* _Your task_:
The "run of integers;" line through the end of the listing below is what to set down, word for word, and nothing else.

* _Given entries_:

══════════

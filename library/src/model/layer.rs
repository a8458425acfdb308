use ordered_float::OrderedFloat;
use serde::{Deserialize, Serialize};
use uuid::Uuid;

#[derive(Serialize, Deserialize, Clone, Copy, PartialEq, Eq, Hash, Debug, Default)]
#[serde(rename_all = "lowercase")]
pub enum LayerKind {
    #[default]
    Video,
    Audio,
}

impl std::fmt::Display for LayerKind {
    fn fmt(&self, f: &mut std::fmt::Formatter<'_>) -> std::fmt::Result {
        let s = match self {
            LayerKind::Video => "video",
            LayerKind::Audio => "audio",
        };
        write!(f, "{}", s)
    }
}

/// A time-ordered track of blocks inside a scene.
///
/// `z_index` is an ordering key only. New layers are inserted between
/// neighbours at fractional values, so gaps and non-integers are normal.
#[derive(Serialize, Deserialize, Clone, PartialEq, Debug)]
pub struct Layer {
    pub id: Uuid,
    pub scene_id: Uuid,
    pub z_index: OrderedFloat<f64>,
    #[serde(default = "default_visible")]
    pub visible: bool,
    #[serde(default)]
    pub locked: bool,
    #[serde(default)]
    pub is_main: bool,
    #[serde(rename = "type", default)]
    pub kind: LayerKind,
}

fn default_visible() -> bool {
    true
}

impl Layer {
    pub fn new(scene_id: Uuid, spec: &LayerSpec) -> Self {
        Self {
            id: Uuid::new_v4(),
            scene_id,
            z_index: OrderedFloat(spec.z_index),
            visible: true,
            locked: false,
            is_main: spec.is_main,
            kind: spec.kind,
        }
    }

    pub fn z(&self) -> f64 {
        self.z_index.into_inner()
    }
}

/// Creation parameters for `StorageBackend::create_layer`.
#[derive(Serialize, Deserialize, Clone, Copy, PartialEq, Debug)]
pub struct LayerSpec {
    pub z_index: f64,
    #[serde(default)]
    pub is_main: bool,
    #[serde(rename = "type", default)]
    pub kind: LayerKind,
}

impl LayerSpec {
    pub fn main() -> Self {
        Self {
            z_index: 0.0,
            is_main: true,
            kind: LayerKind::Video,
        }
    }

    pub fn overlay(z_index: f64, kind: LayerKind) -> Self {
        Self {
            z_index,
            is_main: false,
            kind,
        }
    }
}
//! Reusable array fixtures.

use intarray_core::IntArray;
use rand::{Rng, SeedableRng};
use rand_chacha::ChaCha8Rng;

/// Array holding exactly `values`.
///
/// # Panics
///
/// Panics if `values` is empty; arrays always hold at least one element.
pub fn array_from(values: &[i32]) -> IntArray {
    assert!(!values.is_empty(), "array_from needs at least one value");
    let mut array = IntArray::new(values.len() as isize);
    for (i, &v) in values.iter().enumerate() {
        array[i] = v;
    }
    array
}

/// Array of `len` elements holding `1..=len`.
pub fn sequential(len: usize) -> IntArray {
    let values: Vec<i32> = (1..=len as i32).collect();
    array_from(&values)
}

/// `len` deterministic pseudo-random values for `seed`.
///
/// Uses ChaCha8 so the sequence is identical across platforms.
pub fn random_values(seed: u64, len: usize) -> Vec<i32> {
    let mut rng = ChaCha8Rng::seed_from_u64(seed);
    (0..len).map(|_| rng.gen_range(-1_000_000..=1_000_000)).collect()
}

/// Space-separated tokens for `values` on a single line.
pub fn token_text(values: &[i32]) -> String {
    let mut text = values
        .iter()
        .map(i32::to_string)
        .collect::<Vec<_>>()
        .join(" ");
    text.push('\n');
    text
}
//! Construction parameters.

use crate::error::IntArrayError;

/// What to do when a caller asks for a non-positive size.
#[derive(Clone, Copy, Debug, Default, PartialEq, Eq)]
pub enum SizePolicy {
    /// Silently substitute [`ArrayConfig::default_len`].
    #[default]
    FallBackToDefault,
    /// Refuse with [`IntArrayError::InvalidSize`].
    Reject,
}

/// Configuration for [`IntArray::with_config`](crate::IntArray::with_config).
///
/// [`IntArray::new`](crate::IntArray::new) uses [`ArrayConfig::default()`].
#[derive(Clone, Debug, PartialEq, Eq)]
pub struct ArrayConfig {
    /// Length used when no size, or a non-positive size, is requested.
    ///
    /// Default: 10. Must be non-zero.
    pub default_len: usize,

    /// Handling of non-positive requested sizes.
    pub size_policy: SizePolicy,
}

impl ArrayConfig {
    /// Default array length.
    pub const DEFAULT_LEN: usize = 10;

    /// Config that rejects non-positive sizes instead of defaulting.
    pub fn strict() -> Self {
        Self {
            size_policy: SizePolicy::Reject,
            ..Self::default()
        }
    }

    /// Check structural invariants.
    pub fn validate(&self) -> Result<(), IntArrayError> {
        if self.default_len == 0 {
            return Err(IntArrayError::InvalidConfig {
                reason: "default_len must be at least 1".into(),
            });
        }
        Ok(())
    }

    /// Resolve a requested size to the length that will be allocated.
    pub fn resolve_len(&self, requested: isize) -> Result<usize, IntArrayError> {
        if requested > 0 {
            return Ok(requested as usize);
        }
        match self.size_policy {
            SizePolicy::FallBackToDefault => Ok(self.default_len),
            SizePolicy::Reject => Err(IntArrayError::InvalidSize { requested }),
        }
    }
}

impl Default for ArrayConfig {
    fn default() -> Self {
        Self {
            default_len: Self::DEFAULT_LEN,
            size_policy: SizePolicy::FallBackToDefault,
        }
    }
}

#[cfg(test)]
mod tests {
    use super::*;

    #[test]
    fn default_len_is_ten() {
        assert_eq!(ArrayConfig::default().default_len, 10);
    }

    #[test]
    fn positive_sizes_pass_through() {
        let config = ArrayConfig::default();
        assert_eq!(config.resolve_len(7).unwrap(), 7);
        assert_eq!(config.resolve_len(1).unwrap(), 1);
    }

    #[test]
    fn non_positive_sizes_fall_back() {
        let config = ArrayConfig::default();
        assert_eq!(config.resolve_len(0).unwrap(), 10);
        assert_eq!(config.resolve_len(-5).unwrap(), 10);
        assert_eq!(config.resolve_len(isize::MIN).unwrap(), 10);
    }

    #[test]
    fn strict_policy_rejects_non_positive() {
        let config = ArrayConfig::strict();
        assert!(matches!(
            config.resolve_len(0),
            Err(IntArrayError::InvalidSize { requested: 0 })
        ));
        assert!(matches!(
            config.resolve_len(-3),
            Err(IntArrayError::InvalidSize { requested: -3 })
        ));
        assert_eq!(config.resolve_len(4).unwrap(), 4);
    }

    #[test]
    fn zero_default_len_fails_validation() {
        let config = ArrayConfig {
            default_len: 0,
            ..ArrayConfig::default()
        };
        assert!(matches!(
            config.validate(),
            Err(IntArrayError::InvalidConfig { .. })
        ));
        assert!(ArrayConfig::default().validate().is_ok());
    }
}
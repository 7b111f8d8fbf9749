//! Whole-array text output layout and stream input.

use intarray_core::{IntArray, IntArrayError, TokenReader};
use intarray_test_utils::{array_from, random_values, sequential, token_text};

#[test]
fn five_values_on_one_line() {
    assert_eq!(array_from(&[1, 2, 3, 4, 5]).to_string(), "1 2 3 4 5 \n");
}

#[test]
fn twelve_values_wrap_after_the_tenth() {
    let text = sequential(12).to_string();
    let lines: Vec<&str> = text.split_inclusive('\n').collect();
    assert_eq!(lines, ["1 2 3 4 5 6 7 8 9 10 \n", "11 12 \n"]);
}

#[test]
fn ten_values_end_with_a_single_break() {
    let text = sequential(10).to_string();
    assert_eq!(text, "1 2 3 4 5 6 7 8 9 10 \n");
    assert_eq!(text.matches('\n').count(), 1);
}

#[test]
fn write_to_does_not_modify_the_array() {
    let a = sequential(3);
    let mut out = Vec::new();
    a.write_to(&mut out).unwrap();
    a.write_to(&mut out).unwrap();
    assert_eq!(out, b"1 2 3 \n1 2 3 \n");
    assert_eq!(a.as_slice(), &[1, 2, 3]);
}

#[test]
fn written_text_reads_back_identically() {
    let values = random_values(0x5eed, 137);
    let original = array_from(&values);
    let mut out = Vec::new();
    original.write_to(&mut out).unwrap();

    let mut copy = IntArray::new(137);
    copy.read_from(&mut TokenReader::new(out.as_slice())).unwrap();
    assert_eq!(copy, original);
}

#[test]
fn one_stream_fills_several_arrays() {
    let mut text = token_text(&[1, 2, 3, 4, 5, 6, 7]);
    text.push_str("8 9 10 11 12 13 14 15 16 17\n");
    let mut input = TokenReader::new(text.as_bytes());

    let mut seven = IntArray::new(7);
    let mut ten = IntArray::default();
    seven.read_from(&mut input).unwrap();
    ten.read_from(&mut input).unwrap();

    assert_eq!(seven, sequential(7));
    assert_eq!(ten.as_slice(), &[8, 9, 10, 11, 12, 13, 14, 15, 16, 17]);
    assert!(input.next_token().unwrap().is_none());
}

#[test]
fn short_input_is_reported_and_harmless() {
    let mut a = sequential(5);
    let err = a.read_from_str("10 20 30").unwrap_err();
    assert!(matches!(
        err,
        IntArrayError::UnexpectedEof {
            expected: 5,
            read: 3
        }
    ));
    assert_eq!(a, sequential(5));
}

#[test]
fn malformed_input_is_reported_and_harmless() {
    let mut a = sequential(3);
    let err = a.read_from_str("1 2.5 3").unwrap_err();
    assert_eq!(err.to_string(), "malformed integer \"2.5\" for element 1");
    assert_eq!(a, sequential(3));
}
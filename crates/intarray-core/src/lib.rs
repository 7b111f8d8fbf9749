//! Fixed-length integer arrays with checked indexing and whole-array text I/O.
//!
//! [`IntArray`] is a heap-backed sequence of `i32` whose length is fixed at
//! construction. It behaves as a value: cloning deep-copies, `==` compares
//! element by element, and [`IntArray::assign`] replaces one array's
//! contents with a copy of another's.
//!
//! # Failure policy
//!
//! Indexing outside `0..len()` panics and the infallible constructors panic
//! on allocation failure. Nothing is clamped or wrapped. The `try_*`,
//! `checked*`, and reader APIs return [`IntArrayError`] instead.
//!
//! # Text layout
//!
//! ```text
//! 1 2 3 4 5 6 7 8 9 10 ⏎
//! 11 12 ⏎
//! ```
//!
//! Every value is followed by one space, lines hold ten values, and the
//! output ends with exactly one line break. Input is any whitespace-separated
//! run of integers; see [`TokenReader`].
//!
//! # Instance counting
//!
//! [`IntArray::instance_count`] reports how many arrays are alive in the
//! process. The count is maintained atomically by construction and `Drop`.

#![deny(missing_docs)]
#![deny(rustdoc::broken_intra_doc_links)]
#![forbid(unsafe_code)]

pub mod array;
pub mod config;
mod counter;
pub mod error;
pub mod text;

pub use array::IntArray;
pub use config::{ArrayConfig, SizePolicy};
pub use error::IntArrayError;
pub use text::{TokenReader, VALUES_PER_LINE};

══════════

* _Your solution_:
//! run of integers; see [`TokenReader`].
//!
//! # Instance counting
//!
//! [`IntArray::instance_count`] reports how many arrays are alive in the
//! process. The count is maintained atomically by construction and `Drop`.

#![deny(missing_docs)]
#![deny(rustdoc::broken_intra_doc_links)]
#![forbid(unsafe_code)]

pub mod array;
pub mod config;
mod counter;
pub mod error;
pub mod text;

pub use array::IntArray;
pub use config::{ArrayConfig, SizePolicy};
pub use error::IntArrayError;
pub use text::{TokenReader, VALUES_PER_LINE};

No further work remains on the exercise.